Thursday, April 18, 2013

"Bitcoin Is No Longer a Currency"

It never was a currency. It was always quoted as "dollars per Bitcoin" not Bitcoins per dollar".
Swiping a line from the Wikipedia entry for "Numéraire":
...If a store sells 1 can of soup for $1.20, the numéraire is dollars. If the store would buy $1 for 5/6 of a can of soup, the numéraire is cans of soup. Trading a can of soup is simpler than trading fractional cans of soup, so most stores use a numéraire of money, which has fractional units....
The numéraire was the whole point of my comment on the FT Alphaville article "Debunking goldbugs":
Are you quoting rocks per dollar or dollars per rock?
As long as gold is quoted as dollars-per-ounce it is the dollars that are money, not the gold.
Or the Bitcoins.

From The Atlantic:
...In other words, Bitcoin has a massive deflationary bias. Its money supply is mostly fixed, but the menu of things it can buy is growing. The same amount of money chasing more goods means money will be worth more. Or, put another way, prices will fall in Bitcoin terms. 

And that's why it's not a currency, and won't be one until it has a central bank.

Deflation is toxic for any economy, but particularly for an alternative one like Bitcoin. No matter what kind of currency we're talking about, deflation causes hoarding -- why buy something today if you can buy it for less tomorrow? -- that crushes economic activity. The question is what to do about it. In his classic essay on the Capitol Hill babysitting co-op, Paul Krugman explained that the easiest solution is to just increase the supply of money to meet the increased demand for money. In other words, get that printing press going! That stops hoarding, which gets people buying again, which sets off a new virtuous cycle.

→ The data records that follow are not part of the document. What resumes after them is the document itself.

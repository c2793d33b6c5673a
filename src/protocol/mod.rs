//! SMB2 protocol definitions

pub mod codec;
pub mod commands;
pub mod header;
pub mod message;
pub mod messages;
pub mod smb2_constants;

pub use codec::{CommandKind, SessionContext, SmbCommand};
pub use header::{MessageKey, Smb2Header};
pub use message::Message;
//! SMB2 client
//!
//! [`SmbClient`] owns one connection to one share. [`SmbClient::connect`]
//! runs the handshake; every other operation is a short fixed sequence of
//! requests over that connection, with file transfers pipelined.

pub mod config;
pub mod connection;
pub mod correlation;
pub mod directory;
pub mod handshake;
pub mod pipeline;
mod verbs;

pub use config::{ClientConfig, ShareAddress};
pub use connection::{Connection, PendingResponse};
pub use correlation::CorrelationTable;
pub use directory::DirEntry;
pub use handshake::{ConnectionState, Handshake};
pub use pipeline::{Packet, PacketIo, TransferLimits, TransferWindow};

use crate::error::{Error, Result};
use tracing::debug;

/// SMB client bound to one share
pub struct SmbClient {
    config: ClientConfig,
    share: ShareAddress,
    connection: Option<Connection>,
    state: ConnectionState,
}

impl SmbClient {
    /// Validates the share address; does not touch the network
    pub fn new(config: ClientConfig) -> Result<Self> {
        let share = ShareAddress::parse(&config.share)?;
        Ok(Self {
            config,
            share,
            connection: None,
            state: ConnectionState::Disconnected,
        })
    }

    pub fn config(&self) -> &ClientConfig {
        &self.config
    }

    pub fn share(&self) -> &ShareAddress {
        &self.share
    }

    pub fn state(&self) -> ConnectionState {
        self.state
    }

    /// Connect and run the handshake up to a tree connect on the share
    pub async fn connect(&mut self) -> Result<()> {
        if self.connection.is_some() {
            return Err(Error::InvalidState(format!(
                "Already connected ({})",
                self.state
            )));
        }

        self.state = ConnectionState::Disconnected;
        let connection = Connection::open(
            &self.share.host,
            self.config.port,
            self.config.connect_timeout,
            self.config.request_timeout,
            self.share.unc_path(),
        )
        .await?;

        let mut handshake = Handshake::new(&connection, &self.config);
        let outcome = handshake.run().await;
        self.state = handshake.state();

        match outcome {
            Ok(()) => {
                self.connection = Some(connection);
                Ok(())
            }
            Err(e) => {
                if let Err(close_err) = connection.close().await {
                    debug!("Closing after failed handshake: {}", close_err);
                }
                Err(e)
            }
        }
    }

    /// Close the connection; pending requests fail with `ConnectionClosed`
    pub async fn close(&mut self) -> Result<()> {
        self.state = ConnectionState::Closed;
        match self.connection.take() {
            Some(connection) => connection.close().await,
            None => Ok(()),
        }
    }

    /// The connection, once the handshake has finished
    fn ready(&self) -> Result<&Connection> {
        match (&self.connection, self.state) {
            (Some(connection), ConnectionState::Ready) if !connection.is_closed() => {
                Ok(connection)
            }
            (Some(_), ConnectionState::Ready) => Err(Error::ConnectionClosed),
            _ => Err(Error::InvalidState(format!(
                "Not connected ({})",
                self.state
            ))),
        }
    }
}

But what if you can't print more money? Then the hoarding feeds on itself. With a normal currency, say the dollar, the prices of everything else will keep falling, since everything else is priced in dollars. Falling wages will make debts that aren't falling harder to pay back, which will force more people into bankruptcy -- and then increase demand for dollars even more. In other words, it creates a depression. But with an alternative currency, say Bitcoin, the price of everything else will stay the same, since everything is still priced in dollars, and the price of Bitcoin itself will go up. The increasing price of Bitcoin will increase demand for Bitcoin -- it's a speculative bubble -- just as hoarding is reducing supply. In other words, prices will go vertical....MORE
The bit on deflation being toxic is incorrect but otherwise he seems to have a grasp of this stuff.